◆ Prompt:
Only lines holding the string "while" are wanted; copy each one from the material.

----

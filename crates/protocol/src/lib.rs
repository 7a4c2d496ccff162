pub mod constants;
pub mod messages;
pub mod types;

// Re-export primary types for convenience.
pub use types::{
    Build, BuildFile, BuildFileKind, BuildFileState, BuildFileSubType, BuildState, UploadType,
};
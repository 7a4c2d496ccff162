//! Push error types.

use std::fmt;
use std::path::PathBuf;

use buildpush_delta::DeltaError;
use buildpush_protocol::BuildFileKind;
use buildpush_transfer::TransferError;

/// Errors produced during a push.
#[derive(Debug, thiserror::Error)]
pub enum PushError {
    #[error("invalid spec: {0}")]
    Spec(String),

    #[error("could not find signature for parent build {parent_build_id}, aborting")]
    BaselineUnavailable { parent_build_id: i64 },

    #[error("{call}: {source}")]
    Remote {
        call: &'static str,
        #[source]
        source: buildpush_api::Error,
    },

    #[error("could not create resumable upload session for {kind}: {source}")]
    SessionBootstrap {
        kind: BuildFileKind,
        #[source]
        source: TransferError,
    },

    #[error("upload failed: {0}")]
    Upload(TransferError),

    #[error("could not finalize {kind} file: {source}")]
    Finalize {
        kind: BuildFileKind,
        #[source]
        source: buildpush_api::Error,
    },

    #[error("could not scan {}: {source}", path.display())]
    Scan {
        path: PathBuf,
        #[source]
        source: DeltaError,
    },

    #[error("delta error: {0}")]
    Delta(DeltaError),

    #[error("cancelled")]
    Cancelled,

    #[error("task failed: {0}")]
    Task(String),

    #[error("{stage}: {source}")]
    Stage {
        stage: Stage,
        #[source]
        source: Box<PushError>,
    },
}

impl PushError {
    /// Wraps the error with the stage it happened in. Already staged errors
    /// keep their original stage.
    pub fn at(self, stage: Stage) -> Self {
        match self {
            staged @ Self::Stage { .. } => staged,
            other => Self::Stage {
                stage,
                source: Box::new(other),
            },
        }
    }

    /// Stage the error happened in, if recorded.
    pub fn stage(&self) -> Option<Stage> {
        match self {
            Self::Stage { stage, .. } => Some(*stage),
            _ => None,
        }
    }

    /// The error without its stage wrapper.
    pub fn root(&self) -> &PushError {
        match self {
            Self::Stage { source, .. } => source.root(),
            other => other,
        }
    }

    pub fn is_cancelled(&self) -> bool {
        matches!(self.root(), Self::Cancelled)
    }

    pub(crate) fn remote(call: &'static str) -> impl FnOnce(buildpush_api::Error) -> Self {
        move |source| Self::Remote { call, source }
    }
}

impl From<DeltaError> for PushError {
    fn from(e: DeltaError) -> Self {
        match e {
            DeltaError::Cancelled => Self::Cancelled,
            other => Self::Delta(other),
        }
    }
}

impl From<TransferError> for PushError {
    fn from(e: TransferError) -> Self {
        match e {
            TransferError::Cancelled => Self::Cancelled,
            other => Self::Upload(other),
        }
    }
}

impl From<tokio::task::JoinError> for PushError {
    fn from(e: tokio::task::JoinError) -> Self {
        Self::Task(e.to_string())
    }
}

/// Attaches a [`Stage`] to the error of a result.
pub trait StageExt<T> {
    fn at(self, stage: Stage) -> Result<T, PushError>;
}

impl<T, E: Into<PushError>> StageExt<T> for Result<T, E> {
    fn at(self, stage: Stage) -> Result<T, PushError> {
        self.map_err(|e| PushError::at(e.into(), stage))
    }
}

/// Pipeline step an error is attributed to.
#[derive(Debug, Clone, Copy, PartialEq, Eq)]
pub enum Stage {
    ScanSource,
    ParseSpec,
    Authenticate,
    CreateBuild,
    ResolveBaseline,
    InitSessions,
    DiffUpload,
    CloseUploads,
    FinalizeFiles,
}

impl Stage {
    pub fn as_str(&self) -> &'static str {
        match self {
            Self::ScanSource => "scanning source",
            Self::ParseSpec => "parsing spec",
            Self::Authenticate => "authenticating",
            Self::CreateBuild => "creating build",
            Self::ResolveBaseline => "resolving baseline",
            Self::InitSessions => "initializing upload sessions",
            Self::DiffUpload => "diffing and uploading",
            Self::CloseUploads => "closing uploads",
            Self::FinalizeFiles => "finalizing build files",
        }
    }
}

impl fmt::Display for Stage {
    fn fmt(&self, f: &mut fmt::Formatter<'_>) -> fmt::Result {
        f.write_str(self.as_str())
    }
}
use futures_util::StreamExt;
use futures_util::stream::FuturesUnordered;
use tokio::task::JoinHandle;
use tokio_util::sync::CancellationToken;

use crate::error::PushError;

/// Waits for every task, in completion order.
///
/// The first failure cancels `cancel` so the remaining tasks stop, and is
/// returned without waiting for them.
pub(crate) async fn join_all_or_cancel<T>(
    tasks: Vec<JoinHandle<Result<T, PushError>>>,
    cancel: &CancellationToken,
) -> Result<Vec<T>, PushError> {
    let mut pending: FuturesUnordered<_> = tasks.into_iter().collect();
    let mut done = Vec::with_capacity(pending.len());

    while let Some(joined) = pending.next().await {
        match joined.map_err(PushError::from).and_then(|r| r) {
            Ok(value) => done.push(value),
            Err(e) => {
                cancel.cancel();
                return Err(e);
            }
        }
    }
    Ok(done)
}
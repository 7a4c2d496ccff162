//! Declarative manifest of a build: paths, kinds, sizes and modes, no content.

use std::fmt;
use std::io::Read;

use serde::{Deserialize, Serialize};
use tracing::debug;

use crate::DeltaError;
use crate::pool::FilePool;

/// Default mode for regular files.
pub const DEFAULT_FILE_MODE: u32 = 0o644;

/// Default mode for directories and executables.
pub const DEFAULT_DIR_MODE: u32 = 0o755;

/// Kind of a container entry.
#[derive(Debug, Clone, PartialEq, Eq, Serialize, Deserialize)]
pub enum EntryKind {
    File,
    Dir,
    Symlink { target: String },
}

/// One entry of a [`Container`].
#[derive(Debug, Clone, PartialEq, Eq, Serialize, Deserialize)]
pub struct Entry {
    /// Relative path, `/`-separated.
    pub path: String,
    pub kind: EntryKind,
    /// Content size in bytes (0 for dirs and symlinks).
    pub size: u64,
    /// Unix permission bits.
    pub mode: u32,
}

impl Entry {
    pub fn file(path: impl Into<String>, size: u64, mode: u32) -> Self {
        Self {
            path: path.into(),
            kind: EntryKind::File,
            size,
            mode,
        }
    }

    pub fn dir(path: impl Into<String>, mode: u32) -> Self {
        Self {
            path: path.into(),
            kind: EntryKind::Dir,
            size: 0,
            mode,
        }
    }

    pub fn symlink(path: impl Into<String>, target: impl Into<String>, mode: u32) -> Self {
        Self {
            path: path.into(),
            kind: EntryKind::Symlink {
                target: target.into(),
            },
            size: 0,
            mode,
        }
    }

    pub fn is_file(&self) -> bool {
        matches!(self.kind, EntryKind::File)
    }
}

/// An ordered, immutable build manifest.
///
/// File entries are addressed by their *file index*: the position among the
/// container's files only, in container order. Pools, signatures and patches
/// all use that index.
#[derive(Debug, Clone, Default, PartialEq, Eq, Serialize, Deserialize)]
pub struct Container {
    entries: Vec<Entry>,
}

impl Container {
    pub fn new(entries: Vec<Entry>) -> Self {
        Self { entries }
    }

    /// The manifest of a channel's nonexistent previous build.
    pub fn empty() -> Self {
        Self::default()
    }

    pub fn entries(&self) -> &[Entry] {
        &self.entries
    }

    /// File entries in file-index order.
    pub fn files(&self) -> impl Iterator<Item = &Entry> {
        self.entries.iter().filter(|e| e.is_file())
    }

    pub fn file_count(&self) -> usize {
        self.files().count()
    }

    /// Total size of all files in bytes.
    pub fn size(&self) -> u64 {
        self.files().map(|e| e.size).sum()
    }

    pub fn is_empty(&self) -> bool {
        self.entries.is_empty()
    }

    pub fn stats(&self) -> ContainerStats {
        let mut stats = ContainerStats::default();
        for entry in &self.entries {
            match entry.kind {
                EntryKind::File => stats.files += 1,
                EntryKind::Dir => stats.dirs += 1,
                EntryKind::Symlink { .. } => stats.symlinks += 1,
            }
        }
        stats
    }

    /// Marks files that look executable as `0o755`.
    ///
    /// Archives and some filesystems lose the executable bit; sniffing the
    /// first bytes of each file (ELF, Mach-O, universal binaries, `#!`
    /// scripts) restores it. Returns the number of entries fixed.
    pub fn fix_permissions(&mut self, pool: &mut dyn FilePool) -> Result<usize, DeltaError> {
        let mut fixed = 0;
        let mut file_index = 0;

        for entry in self.entries.iter_mut() {
            if !entry.is_file() {
                continue;
            }
            let index = file_index;
            file_index += 1;

            if entry.mode & 0o111 != 0 || entry.size < 2 {
                continue;
            }

            let mut head = [0u8; 4];
            let n = read_head(pool.open(index)?, &mut head)?;
            if looks_executable(&head[..n]) {
                debug!(path = %entry.path, "marking as executable");
                entry.mode = DEFAULT_DIR_MODE;
                fixed += 1;
            }
        }

        Ok(fixed)
    }
}

fn read_head(mut reader: Box<dyn Read + '_>, buf: &mut [u8]) -> Result<usize, DeltaError> {
    let mut n = 0;
    while n < buf.len() {
        let read = reader.read(&mut buf[n..])?;
        if read == 0 {
            break;
        }
        n += read;
    }
    Ok(n)
}

fn looks_executable(head: &[u8]) -> bool {
    if head.starts_with(b"#!") {
        return true;
    }
    if head.len() < 4 {
        return false;
    }
    matches!(
        head[..4],
        // ELF
        [0x7f, b'E', b'L', b'F']
        // Mach-O 32/64, both byte orders
        | [0xfe, 0xed, 0xfa, 0xce]
        | [0xfe, 0xed, 0xfa, 0xcf]
        | [0xce, 0xfa, 0xed, 0xfe]
        | [0xcf, 0xfa, 0xed, 0xfe]
        // Universal (fat) binary
        | [0xca, 0xfe, 0xba, 0xbe]
    )
}

/// Entry counts of a container.
#[derive(Debug, Clone, Copy, Default, PartialEq, Eq)]
pub struct ContainerStats {
    pub files: usize,
    pub dirs: usize,
    pub symlinks: usize,
}

impl fmt::Display for ContainerStats {
    fn fmt(&self, f: &mut fmt::Formatter<'_>) -> fmt::Result {
        write!(
            f,
            "{} files, {} dirs, {} symlinks",
            self.files, self.dirs, self.symlinks
        )
    }
}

----

◆ Response to this task:
    while let Some(joined) = pending.next().await {
    while n < buf.len() {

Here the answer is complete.